# [Activity]
Filter the lines below, keeping each one that holds "UpsertOutcome".

---

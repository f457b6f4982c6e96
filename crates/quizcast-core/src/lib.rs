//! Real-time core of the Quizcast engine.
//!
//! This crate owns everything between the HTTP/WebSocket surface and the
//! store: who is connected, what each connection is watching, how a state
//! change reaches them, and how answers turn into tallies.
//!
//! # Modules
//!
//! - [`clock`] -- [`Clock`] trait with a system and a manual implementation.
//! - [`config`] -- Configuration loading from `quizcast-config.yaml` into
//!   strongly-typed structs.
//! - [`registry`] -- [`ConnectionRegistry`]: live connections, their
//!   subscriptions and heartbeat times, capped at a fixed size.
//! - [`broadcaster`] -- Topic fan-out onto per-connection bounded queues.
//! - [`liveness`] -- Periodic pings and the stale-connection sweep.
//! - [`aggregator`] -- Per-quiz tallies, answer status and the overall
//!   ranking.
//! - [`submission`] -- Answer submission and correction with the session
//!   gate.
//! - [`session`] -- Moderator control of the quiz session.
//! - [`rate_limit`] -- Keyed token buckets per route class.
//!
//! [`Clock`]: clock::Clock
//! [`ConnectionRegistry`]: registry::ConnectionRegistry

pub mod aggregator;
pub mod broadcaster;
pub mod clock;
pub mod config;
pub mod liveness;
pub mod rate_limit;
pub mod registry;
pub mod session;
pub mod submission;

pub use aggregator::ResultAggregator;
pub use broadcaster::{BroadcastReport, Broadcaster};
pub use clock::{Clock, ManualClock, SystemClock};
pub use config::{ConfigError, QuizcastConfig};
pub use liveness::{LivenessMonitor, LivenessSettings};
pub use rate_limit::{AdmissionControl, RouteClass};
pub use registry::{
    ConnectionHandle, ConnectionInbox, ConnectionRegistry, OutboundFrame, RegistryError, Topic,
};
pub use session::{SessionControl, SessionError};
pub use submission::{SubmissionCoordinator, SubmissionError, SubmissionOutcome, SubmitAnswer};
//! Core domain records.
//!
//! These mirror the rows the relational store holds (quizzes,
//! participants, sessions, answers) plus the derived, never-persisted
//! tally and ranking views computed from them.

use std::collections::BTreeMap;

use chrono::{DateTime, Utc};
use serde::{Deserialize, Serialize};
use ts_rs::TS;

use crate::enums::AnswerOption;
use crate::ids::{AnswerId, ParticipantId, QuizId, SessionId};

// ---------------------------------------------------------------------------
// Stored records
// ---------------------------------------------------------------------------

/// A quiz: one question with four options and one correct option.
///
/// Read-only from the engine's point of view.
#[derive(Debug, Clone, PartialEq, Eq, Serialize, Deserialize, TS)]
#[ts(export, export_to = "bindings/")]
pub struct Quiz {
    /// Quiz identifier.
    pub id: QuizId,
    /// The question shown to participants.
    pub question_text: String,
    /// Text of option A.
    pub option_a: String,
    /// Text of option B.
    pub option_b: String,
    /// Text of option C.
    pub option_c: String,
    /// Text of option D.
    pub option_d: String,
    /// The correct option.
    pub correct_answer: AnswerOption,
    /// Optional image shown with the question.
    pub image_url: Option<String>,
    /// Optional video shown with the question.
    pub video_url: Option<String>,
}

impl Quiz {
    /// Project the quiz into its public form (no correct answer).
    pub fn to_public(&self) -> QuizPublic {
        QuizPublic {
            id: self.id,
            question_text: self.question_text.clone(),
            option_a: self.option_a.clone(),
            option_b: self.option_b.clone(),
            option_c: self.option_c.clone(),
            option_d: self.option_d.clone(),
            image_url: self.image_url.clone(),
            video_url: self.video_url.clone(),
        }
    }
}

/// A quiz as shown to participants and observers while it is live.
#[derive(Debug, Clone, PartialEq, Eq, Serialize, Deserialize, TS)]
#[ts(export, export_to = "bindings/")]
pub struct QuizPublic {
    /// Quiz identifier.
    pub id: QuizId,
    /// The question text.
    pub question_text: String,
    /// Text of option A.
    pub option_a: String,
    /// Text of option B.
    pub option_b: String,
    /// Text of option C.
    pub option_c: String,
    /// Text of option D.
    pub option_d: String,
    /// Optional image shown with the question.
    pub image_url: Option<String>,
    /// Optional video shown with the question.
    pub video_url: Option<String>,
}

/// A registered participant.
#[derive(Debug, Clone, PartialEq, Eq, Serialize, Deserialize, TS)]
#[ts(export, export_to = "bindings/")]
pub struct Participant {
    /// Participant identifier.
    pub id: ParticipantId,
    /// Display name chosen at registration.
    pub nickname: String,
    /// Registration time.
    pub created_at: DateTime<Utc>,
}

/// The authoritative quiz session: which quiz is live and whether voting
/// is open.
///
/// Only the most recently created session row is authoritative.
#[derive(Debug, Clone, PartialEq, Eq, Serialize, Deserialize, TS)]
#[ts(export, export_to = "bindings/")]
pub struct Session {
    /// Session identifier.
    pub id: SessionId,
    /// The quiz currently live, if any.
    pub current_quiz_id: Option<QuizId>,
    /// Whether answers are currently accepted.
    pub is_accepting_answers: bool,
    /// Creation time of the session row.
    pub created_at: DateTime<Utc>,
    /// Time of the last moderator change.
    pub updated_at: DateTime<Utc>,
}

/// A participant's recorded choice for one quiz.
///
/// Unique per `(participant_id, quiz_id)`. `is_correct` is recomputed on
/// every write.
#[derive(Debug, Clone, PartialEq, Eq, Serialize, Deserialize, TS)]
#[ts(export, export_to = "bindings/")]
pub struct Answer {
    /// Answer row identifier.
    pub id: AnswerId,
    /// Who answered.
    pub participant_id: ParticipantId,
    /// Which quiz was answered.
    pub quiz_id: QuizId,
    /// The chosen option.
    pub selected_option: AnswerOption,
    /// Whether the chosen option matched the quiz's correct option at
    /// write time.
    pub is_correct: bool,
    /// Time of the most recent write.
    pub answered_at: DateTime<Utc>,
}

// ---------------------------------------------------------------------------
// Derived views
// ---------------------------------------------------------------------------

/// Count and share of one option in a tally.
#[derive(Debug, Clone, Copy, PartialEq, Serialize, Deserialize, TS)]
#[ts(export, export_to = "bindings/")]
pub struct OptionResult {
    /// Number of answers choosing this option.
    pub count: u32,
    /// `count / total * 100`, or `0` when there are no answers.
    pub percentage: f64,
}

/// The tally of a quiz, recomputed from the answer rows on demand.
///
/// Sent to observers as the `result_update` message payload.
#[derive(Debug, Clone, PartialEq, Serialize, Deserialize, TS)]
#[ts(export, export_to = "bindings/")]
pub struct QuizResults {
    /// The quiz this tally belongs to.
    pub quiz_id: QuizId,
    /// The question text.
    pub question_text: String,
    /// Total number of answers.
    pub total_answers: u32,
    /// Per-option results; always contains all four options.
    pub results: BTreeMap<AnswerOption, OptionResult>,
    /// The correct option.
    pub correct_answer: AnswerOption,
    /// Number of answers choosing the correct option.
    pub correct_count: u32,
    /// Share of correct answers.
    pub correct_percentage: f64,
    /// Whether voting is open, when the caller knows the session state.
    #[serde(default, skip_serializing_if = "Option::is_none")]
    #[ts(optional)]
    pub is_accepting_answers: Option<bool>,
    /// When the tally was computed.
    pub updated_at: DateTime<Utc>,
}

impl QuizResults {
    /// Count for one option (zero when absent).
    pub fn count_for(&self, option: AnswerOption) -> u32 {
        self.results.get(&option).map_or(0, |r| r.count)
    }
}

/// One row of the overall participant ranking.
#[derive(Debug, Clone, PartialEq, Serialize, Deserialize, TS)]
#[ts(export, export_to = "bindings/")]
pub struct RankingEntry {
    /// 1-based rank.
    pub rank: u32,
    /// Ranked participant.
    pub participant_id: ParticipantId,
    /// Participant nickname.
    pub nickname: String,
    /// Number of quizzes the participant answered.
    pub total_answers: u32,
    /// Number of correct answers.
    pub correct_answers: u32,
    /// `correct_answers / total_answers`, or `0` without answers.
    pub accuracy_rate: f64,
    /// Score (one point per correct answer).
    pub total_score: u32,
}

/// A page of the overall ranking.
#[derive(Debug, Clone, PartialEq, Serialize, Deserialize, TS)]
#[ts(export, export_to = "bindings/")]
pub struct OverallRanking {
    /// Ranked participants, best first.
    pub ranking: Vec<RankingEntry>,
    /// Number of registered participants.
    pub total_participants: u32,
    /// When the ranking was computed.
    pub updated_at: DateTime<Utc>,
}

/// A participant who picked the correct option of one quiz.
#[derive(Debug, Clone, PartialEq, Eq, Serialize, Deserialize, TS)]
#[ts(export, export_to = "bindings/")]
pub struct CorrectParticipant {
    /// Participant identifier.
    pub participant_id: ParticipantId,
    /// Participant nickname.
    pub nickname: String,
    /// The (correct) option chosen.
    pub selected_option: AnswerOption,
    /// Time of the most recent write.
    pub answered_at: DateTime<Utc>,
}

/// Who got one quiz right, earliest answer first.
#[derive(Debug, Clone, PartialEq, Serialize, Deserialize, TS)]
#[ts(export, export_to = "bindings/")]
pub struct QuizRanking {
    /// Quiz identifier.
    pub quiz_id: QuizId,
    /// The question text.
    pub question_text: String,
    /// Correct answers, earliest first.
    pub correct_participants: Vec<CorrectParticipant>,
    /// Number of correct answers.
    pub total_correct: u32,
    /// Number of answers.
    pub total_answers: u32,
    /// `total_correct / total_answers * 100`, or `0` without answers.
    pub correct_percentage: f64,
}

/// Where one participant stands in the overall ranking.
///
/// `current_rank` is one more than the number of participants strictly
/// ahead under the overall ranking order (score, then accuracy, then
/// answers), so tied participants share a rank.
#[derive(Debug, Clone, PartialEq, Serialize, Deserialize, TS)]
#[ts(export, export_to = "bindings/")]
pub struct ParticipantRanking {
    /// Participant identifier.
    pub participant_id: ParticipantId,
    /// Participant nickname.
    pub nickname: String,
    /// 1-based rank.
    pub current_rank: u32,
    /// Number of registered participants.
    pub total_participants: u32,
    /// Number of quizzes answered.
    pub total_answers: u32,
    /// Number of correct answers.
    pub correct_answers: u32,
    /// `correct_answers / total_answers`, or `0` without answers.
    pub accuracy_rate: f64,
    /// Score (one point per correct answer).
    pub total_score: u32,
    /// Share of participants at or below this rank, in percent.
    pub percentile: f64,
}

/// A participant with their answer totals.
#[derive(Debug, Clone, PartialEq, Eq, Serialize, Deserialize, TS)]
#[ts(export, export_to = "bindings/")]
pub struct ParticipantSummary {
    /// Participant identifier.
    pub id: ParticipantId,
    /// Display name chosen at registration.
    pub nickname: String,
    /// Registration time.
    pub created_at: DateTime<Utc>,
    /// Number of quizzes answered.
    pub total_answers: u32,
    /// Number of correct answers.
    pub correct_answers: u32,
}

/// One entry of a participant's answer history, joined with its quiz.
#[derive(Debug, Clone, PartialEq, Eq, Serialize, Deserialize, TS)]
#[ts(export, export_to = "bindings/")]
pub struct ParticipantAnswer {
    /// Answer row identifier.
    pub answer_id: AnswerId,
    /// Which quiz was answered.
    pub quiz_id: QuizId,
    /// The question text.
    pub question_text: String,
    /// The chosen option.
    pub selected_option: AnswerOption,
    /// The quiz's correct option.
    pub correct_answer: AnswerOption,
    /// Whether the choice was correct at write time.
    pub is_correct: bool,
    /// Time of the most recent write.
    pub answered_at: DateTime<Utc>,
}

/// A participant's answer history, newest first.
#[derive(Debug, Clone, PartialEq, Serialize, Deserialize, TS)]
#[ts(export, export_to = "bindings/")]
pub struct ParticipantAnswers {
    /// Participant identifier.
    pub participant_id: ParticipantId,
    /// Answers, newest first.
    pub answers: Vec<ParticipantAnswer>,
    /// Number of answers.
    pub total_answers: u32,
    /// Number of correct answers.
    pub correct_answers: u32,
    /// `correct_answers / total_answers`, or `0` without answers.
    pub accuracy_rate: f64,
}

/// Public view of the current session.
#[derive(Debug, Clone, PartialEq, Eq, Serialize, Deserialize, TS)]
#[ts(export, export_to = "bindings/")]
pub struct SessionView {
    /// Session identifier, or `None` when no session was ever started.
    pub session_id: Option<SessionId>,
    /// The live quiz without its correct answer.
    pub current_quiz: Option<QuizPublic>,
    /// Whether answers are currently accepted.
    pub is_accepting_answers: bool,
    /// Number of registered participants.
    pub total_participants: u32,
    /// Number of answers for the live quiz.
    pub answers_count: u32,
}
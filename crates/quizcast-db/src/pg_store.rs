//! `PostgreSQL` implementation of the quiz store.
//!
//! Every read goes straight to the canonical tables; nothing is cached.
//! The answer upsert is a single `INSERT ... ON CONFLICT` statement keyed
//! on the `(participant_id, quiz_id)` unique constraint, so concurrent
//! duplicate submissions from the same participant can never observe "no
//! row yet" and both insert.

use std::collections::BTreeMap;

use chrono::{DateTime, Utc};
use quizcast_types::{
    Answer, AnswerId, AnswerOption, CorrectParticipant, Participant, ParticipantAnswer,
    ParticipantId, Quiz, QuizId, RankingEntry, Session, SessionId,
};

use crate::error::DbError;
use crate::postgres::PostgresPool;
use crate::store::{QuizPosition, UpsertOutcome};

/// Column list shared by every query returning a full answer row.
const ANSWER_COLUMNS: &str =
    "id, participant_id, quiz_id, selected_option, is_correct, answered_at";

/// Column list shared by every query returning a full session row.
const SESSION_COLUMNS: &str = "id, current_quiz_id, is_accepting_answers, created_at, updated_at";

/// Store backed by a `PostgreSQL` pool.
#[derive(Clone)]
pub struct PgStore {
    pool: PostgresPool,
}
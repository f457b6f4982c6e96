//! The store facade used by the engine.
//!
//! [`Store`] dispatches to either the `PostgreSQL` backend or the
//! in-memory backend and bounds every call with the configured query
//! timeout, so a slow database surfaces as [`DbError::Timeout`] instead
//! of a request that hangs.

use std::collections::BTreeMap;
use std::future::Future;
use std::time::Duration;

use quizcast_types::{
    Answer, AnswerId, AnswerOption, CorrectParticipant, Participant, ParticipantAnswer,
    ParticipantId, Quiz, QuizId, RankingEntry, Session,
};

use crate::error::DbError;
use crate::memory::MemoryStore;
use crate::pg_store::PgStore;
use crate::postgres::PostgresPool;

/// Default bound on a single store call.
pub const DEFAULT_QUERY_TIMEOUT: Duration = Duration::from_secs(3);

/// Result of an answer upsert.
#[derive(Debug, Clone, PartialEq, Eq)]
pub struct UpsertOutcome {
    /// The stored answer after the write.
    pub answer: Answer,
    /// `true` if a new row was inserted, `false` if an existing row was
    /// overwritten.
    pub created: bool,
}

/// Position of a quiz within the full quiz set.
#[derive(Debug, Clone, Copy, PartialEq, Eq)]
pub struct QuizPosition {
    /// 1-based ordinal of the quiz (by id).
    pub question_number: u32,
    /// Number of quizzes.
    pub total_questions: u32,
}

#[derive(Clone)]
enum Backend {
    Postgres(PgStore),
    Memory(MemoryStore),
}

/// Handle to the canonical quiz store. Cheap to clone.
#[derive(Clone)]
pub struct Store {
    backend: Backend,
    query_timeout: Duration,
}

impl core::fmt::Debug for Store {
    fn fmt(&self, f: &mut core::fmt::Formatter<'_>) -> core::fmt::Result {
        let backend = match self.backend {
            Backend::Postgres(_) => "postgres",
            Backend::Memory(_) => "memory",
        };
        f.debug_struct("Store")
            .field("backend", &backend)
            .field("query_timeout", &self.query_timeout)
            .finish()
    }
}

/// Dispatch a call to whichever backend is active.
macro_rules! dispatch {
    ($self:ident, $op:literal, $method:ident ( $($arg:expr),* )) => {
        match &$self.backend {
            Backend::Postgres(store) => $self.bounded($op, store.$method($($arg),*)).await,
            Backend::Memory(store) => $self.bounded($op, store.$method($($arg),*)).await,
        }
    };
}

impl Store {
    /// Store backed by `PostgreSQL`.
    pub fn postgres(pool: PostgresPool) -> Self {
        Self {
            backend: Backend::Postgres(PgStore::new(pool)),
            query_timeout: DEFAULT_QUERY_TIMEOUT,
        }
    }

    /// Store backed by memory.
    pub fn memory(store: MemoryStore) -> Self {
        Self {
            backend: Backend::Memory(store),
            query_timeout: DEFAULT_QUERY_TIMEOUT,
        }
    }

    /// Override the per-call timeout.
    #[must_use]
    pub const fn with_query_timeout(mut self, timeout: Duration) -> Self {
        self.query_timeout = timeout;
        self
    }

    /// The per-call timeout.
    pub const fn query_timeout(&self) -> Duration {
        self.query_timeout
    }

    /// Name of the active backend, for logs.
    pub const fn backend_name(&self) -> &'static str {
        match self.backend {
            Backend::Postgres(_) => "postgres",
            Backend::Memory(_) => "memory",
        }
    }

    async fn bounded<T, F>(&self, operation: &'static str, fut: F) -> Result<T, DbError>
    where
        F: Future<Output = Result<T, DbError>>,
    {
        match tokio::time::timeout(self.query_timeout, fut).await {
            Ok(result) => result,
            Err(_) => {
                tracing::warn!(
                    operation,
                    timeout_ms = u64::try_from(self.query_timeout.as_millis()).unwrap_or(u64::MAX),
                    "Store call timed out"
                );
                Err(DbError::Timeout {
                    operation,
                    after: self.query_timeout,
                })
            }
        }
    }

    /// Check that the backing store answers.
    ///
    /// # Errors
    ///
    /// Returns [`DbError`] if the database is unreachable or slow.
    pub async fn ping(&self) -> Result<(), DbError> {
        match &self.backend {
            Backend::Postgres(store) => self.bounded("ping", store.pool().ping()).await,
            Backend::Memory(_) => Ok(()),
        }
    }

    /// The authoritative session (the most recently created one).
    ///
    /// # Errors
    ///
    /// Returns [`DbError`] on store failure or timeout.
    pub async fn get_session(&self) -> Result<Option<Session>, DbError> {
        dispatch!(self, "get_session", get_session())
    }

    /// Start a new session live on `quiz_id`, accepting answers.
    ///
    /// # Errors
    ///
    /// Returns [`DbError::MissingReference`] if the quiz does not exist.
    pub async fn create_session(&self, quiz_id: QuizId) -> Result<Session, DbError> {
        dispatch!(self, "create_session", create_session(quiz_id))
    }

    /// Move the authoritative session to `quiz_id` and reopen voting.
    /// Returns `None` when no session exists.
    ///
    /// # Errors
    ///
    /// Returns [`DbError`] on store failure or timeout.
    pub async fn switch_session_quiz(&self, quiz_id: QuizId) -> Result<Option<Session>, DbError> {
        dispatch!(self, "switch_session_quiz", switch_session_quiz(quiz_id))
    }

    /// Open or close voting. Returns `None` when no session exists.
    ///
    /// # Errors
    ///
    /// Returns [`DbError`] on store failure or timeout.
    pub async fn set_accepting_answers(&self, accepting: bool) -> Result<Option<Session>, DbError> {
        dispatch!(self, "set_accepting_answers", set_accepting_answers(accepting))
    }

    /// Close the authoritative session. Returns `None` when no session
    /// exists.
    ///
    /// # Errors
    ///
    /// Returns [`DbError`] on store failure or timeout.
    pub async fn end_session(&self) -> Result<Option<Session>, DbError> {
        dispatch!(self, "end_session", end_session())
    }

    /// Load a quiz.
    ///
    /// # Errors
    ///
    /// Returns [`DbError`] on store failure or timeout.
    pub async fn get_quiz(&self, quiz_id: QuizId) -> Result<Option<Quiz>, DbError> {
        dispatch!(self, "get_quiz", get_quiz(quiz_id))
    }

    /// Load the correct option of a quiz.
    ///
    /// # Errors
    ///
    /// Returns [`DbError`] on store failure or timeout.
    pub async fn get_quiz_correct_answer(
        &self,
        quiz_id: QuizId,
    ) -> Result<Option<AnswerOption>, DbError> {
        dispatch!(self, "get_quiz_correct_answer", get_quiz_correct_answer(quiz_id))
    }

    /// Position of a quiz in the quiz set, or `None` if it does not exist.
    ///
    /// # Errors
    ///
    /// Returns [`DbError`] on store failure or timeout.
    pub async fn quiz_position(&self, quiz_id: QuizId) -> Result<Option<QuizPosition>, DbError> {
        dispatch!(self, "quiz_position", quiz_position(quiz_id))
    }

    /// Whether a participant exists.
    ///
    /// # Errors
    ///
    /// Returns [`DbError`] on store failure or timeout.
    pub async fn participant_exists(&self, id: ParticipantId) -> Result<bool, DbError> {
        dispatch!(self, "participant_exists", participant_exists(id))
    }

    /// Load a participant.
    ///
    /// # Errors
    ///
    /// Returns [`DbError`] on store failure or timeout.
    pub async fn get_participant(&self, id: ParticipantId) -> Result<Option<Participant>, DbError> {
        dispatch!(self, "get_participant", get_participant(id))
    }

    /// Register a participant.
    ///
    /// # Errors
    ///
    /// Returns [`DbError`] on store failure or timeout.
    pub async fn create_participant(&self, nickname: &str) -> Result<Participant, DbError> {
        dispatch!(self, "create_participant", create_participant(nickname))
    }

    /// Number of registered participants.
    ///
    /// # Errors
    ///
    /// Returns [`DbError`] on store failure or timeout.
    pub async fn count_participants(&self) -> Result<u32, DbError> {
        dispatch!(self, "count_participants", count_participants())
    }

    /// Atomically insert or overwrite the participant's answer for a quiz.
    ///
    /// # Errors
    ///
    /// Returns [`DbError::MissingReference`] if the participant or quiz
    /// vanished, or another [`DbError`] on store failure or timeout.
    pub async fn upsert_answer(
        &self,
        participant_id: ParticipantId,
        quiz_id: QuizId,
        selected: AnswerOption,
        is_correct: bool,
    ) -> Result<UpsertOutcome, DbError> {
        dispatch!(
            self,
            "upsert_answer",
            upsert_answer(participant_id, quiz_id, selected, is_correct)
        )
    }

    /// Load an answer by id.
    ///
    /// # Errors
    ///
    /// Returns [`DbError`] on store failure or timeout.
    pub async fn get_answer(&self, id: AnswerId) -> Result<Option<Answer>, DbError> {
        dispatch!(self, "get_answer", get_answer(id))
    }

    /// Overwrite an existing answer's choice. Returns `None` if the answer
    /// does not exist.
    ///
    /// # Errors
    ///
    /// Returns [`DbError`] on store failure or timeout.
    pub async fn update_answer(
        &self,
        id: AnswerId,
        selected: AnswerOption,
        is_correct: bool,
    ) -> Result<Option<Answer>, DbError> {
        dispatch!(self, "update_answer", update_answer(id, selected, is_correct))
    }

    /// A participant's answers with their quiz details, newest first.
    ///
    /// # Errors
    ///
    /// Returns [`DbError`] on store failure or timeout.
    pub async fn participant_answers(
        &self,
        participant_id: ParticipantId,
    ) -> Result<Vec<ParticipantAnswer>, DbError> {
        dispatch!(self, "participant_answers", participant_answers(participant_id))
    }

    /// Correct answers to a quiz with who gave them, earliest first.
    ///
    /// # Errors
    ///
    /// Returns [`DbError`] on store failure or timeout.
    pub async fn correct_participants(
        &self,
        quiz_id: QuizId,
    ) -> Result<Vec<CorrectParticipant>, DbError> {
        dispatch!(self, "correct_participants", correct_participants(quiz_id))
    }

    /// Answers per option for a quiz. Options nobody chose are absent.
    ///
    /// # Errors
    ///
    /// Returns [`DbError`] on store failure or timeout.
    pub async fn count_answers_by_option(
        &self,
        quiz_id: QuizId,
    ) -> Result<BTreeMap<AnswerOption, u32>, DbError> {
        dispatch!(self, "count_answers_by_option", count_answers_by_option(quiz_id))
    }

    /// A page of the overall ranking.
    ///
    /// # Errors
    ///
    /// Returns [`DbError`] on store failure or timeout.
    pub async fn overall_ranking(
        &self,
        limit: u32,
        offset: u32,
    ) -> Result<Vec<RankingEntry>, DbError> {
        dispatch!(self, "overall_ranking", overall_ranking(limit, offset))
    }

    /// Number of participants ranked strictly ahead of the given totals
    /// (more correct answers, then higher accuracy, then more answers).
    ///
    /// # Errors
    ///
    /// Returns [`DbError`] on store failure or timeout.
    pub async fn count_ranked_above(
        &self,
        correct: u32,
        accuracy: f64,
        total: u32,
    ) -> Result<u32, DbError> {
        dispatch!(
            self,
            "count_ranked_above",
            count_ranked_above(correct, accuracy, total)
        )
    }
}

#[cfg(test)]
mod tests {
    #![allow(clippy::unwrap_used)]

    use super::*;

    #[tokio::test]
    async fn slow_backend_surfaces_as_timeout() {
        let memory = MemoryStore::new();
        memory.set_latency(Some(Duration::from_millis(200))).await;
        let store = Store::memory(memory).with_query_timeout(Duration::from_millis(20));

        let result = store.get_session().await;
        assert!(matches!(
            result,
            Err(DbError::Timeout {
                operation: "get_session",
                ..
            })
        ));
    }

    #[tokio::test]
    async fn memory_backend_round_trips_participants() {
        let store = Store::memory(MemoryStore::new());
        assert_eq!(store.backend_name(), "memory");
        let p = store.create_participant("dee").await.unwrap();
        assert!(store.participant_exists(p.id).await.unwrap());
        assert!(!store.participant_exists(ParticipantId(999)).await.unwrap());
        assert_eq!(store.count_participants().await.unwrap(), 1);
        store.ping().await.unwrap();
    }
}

---

# [Answer area]
use crate::store::{QuizPosition, UpsertOutcome};
pub struct UpsertOutcome {
    ) -> Result<UpsertOutcome, DbError> {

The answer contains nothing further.